+++ ENTRIES PROVIDED +++

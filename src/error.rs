use std::num::ParseIntError;

use thiserror::Error;

/// Error type for color parsing.
///
/// Returned when an input string matches none of the recognized color
/// grammars, or matches a grammar but carries malformed components.
/// Parsing is pure and deterministic, so these errors are never worth
/// retrying with the same input.
#[derive(Debug, Clone, PartialEq, Error)]
pub enum ColorError {
    /// Hex string has invalid length (must be 3 or 6 digits after stripping '#')
    #[error("invalid hex color length (expected 3 or 6 digits)")]
    InvalidHexLength,

    /// Invalid hexadecimal digit encountered
    #[error("invalid hex digit: {0}")]
    InvalidHexDigit(#[from] ParseIntError),

    /// String started with `rgb` but did not match `rgb(r, g, b[, a])`
    #[error("invalid rgb() color: {0}")]
    InvalidRgbFunction(String),

    /// String started with `hsl` but did not match `hsl(h, s%, l%[, a])`
    #[error("invalid hsl() color: {0}")]
    InvalidHslFunction(String),

    /// String matched no recognized grammar and no named color
    #[error("unknown color format: {0}")]
    UnknownFormat(String),
}

/// Error type for palette generation.
#[derive(Debug, Clone, PartialEq, Eq, Error)]
pub enum PaletteError {
    /// A monochromatic palette needs at least one color to size its
    /// lightness steps
    #[error("monochromatic palette requires a count of at least 1")]
    ZeroCount,
}

#[cfg(test)]
mod tests {
    use super::*;

    #[test]
    fn test_color_error_messages() {
        assert_eq!(
            ColorError::InvalidHexLength.to_string(),
            "invalid hex color length (expected 3 or 6 digits)"
        );
        assert_eq!(
            ColorError::InvalidRgbFunction("rgb(1,2)".to_string()).to_string(),
            "invalid rgb() color: rgb(1,2)"
        );
        assert_eq!(
            ColorError::InvalidHslFunction("hsl(1)".to_string()).to_string(),
            "invalid hsl() color: hsl(1)"
        );
        assert_eq!(
            ColorError::UnknownFormat("not-a-color".to_string()).to_string(),
            "unknown color format: not-a-color"
        );
    }

    #[test]
    fn test_color_error_from_parse_int_error() {
        let parse_err = u8::from_str_radix("zz", 16).unwrap_err();
        let err: ColorError = parse_err.into();
        assert!(matches!(err, ColorError::InvalidHexDigit(_)));
        assert!(err.to_string().starts_with("invalid hex digit:"));
    }

    #[test]
    fn test_palette_error_message() {
        assert_eq!(
            PaletteError::ZeroCount.to_string(),
            "monochromatic palette requires a count of at least 1"
        );
    }
}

+++

• _WHAT IS REQUIRED_
Restate, word for word, the listing above from its first line through the line that contains "#[derive(Debug, Clone, PartialEq, Error)]", keeping both of those lines.

• _ANSWER FOR THE TASK_
filename src/error.rs
use std::num::ParseIntError;

use thiserror::Error;

/// Error type for color parsing.
///
/// Returned when an input string matches none of the recognized color
/// grammars, or matches a grammar but carries malformed components.
/// Parsing is pure and deterministic, so these errors are never worth
/// retrying with the same input.
#[derive(Debug, Clone, PartialEq, Error)]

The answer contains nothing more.